17 novembre 2016

Trajectoires

Pas de posts ces dernières semaines ? Rien qui m'ait marquée ? En fait si. L'extraordinaire diversité et le courage des humains que mon métier me donne la chance de rencontrer, parfois brièvement, parfois au contraire dans un accompagnement au long cours. Le privilège de la confiance qu'ils m'accordent. L'émotion devant leurs tâtonnements, leurs questions, leurs avancées.
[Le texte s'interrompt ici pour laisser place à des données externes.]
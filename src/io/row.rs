use std::sync::OnceLock;

use chrono::NaiveDate;
use csv_async::StringRecord;
use regex::Regex;
use rust_decimal::Decimal;

use crate::rates::ExchangeRate;

const DATE_FORMAT: &str = "%Y-%m-%d";

/// Classification of a single line of the rates feed
#[derive(Debug, PartialEq)]
pub enum Row {
  Rate(ExchangeRate),
  /// Anything not starting with a `YYYY-MM-DD` date, like headers or metadata.
  Header,
  InvalidDate(String),
  InvalidValue(String),
}

impl From<&StringRecord> for Row {
  fn from(record: &StringRecord) -> Self {
    let date_field = record.get(0).unwrap_or_default();
    if !date_pattern().is_match(date_field) {
      return Row::Header;
    }

    let value_field = record.get(1).unwrap_or_default();
    match (parse_date(date_field), parse_value(value_field)) {
      (Some(date), Some(value)) => Row::Rate(ExchangeRate::new(date, value)),
      (None, _) => Row::InvalidDate(date_field.to_string()),
      (_, None) => Row::InvalidValue(value_field.to_string()),
    }
  }
}

fn date_pattern() -> &'static Regex {
  static DATE_PATTERN: OnceLock<Regex> = OnceLock::new();
  DATE_PATTERN.get_or_init(|| Regex::new(r"^\d{4}-\d{2}-\d{2}").unwrap())
}

/// Parse a calendar date, returning `None` when it is malformed or does not exist.
pub fn parse_date(field: &str) -> Option<NaiveDate> {
  NaiveDate::parse_from_str(field, DATE_FORMAT).ok()
}

/// Parse a rate value. Placeholders like `-`, non positive values and values that
/// cannot be represented without rounding are rejected.
pub fn parse_value(field: &str) -> Option<Decimal> {
  Decimal::from_str_exact(field)
    .ok()
    .filter(|value| *value > Decimal::ZERO)
}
Instantanés :

- cette femme qui a perdu il y a deux mois sa compagne d'un cancer, après dix-neuf ans d'amour - et leur incroyable parti-pris d'être dans la vie jusqu'au bout, de se réjouir de chaque possibilité restante, même réduite - conquise sur une fin pourtant inéluctable

- cette migrante mauricienne, qui a changé deux fois déjà de pays, de langue, perdu ses deux parents sans pouvoir revenir chez elle, sans papiers, qui porte à bout de bras un mariage dysfonctionnel, un mari hospitalisé et un enfant à la santé fragile, et qui me dit, je consulte parce que je me sens un peu fatiguée...
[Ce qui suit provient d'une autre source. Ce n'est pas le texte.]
use std::fmt;

use chrono::NaiveDate;
use rust_decimal::Decimal;

/// Currencies known to the converter.
/// Only the USD to EUR direction is supported, but keeping them explicit makes the records self-describing.
#[derive(Debug, Clone, Copy, PartialEq, Eq, Hash)]
pub enum Currency {
  Usd,
  Eur,
}

impl fmt::Display for Currency {
  fn fmt(&self, f: &mut fmt::Formatter<'_>) -> fmt::Result {
    match self {
      Currency::Usd => write!(f, "USD"),
      Currency::Eur => write!(f, "EUR"),
    }
  }
}

/// The earliest date the feed publishes rates for. Queries before it are always out of range.
pub fn epoch() -> NaiveDate {
  NaiveDate::from_ymd_opt(2000, 1, 1).unwrap_or(NaiveDate::MIN)
}

/// A daily snapshot of the USD to EUR exchange rate as published by the feed.
#[derive(Debug, Clone, PartialEq)]
pub struct ExchangeRate {
  pub from: Currency,
  pub to: Currency,
  pub date: NaiveDate,
  /// Units quoted by the feed per 1 USD. Always positive.
  pub value: Decimal,
}

impl ExchangeRate {
  pub fn new(date: NaiveDate, value: Decimal) -> Self {
    Self {
      from: Currency::Usd,
      to: Currency::Eur,
      date,
      value,
    }
  }
}

impl fmt::Display for ExchangeRate {
  fn fmt(&self, f: &mut fmt::Formatter<'_>) -> fmt::Result {
    write!(f, "{}/{} {} {}", self.from, self.to, self.date, self.value)
  }
}
use chrono::NaiveDate;
use rust_decimal::Decimal;
use thiserror::Error;

use super::store::{RatesStore, StoreError};

pub type Result<T> = core::result::Result<T, ConverterError>;

#[derive(Debug, Error)]
pub enum ConverterError {
  #[error(transparent)]
  Store(#[from] StoreError),

  #[error("Converting {amount} USD at a rate of {rate} overflows")]
  Overflow { amount: Decimal, rate: Decimal },
}

/// Converts USD amounts into EUR using the rates available in a [`RatesStore`].
///
/// The result is never rounded: scaling it to the precision of a currency is left to whoever presents it.
pub struct Converter<S> {
  store: S,
}

impl<S> Converter<S>
where
  S: RatesStore,
{
  pub fn new(store: S) -> Self {
    Self { store }
  }

  pub fn convert(&self, amount_usd: Decimal, date: NaiveDate) -> Result<Decimal> {
    let rate = self.store.retrieve(date)?;
    amount_usd
      .checked_div(rate)
      .ok_or(ConverterError::Overflow {
        amount: amount_usd,
        rate,
      })
  }
}
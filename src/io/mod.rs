//! This module contains all the components needed to read exchange rates from the feed (specifically CSV)
//!
//! The [`reader`] module contains a reader of rates from CSV files.
//! It would be possible to add new feed formats by implementing the trait [`RatesReader`].
//!
//! The [`row`] module classifies every line of the feed, so that headers and malformed rows
//! can be dropped without interrupting the reading.
//!

mod reader;
mod row;

pub use reader::{CsvRatesReader, RatesReader, ReadRatesError};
- cette très vieille dame aveugle, espagnole, dont le père a disparu dans les geôles de Franco et qui vient me raconter son récent voyage à Saint-Jacques de Compostelle et son sentiment de s'être réconciliée avec ses racines

- cette jeune femme adoptée qui a retrouvé la trace de sa mère de naissance, une démarche d'autant plus vitale qu'elle a perdu aussi sa mère adoptive, et qui nomme de plus en plus clairement la difficulté qu'il y a à entrer de plain-pied dans le monde adulte lorsque ce regard aimant vous a fait par deux fois défaut

- ce matin cet homme qui rencontrait un psy pour la première fois de sa vie, arrivé alcoolisé et amer, reparti ému et curieux, peut-être prêt à s'aventurer finalement sur ce chemin de connaissance de soi

- cette jeune adulte gravement accidentée à l’adolescence et qui retraverse avec courage les douleurs de cette période, construisant peu à peu un sentiment de sécurité et d'intégrité qui ne s'était jamais  complètement reconstitué depuis

- cette autre qui apprivoise petit à petit les absences dont elle était inconsolable pour avancer à petits pas timides dans une nouvelle relation, retrouver confiance en elle et en l'autre

- et cette dernière qui a survécu à une relation infiniment destructrice, et que j'accompagne depuis le début de ce mouvement de survie qui la laisse aujourd'hui épuisée mais libre, lumineuse, incroyablement fragile mais vivante psychiquement, preneuse de toutes les pistes, téméraire parfois (c'est toute sa question, jusqu'où aller trop loin, apprendre à se protéger, à être douce avec elle-même) mais déjà sauvée.

Les trois dernières ont remarquablement avancé aussi grâce aux outils de l'EMDR ; même à mon niveau de grande débutante, je ne cesse d'être émue par la puissance de cet outil, que je n'utilise pourtant certainement que dans une faible mesure de ses possibilités.

Ce qui me vient à me relire c'est de la gratitude : j'apprends sans cesse à leur contact, je réfléchis, je me laisse émouvoir, je remets en perspective, je progresse aussi, professionnellement grâce à leur confiance mais aussi, j'espère, humainement. C'est un drôle de métier ; mais je n'en ferais pas d'autre.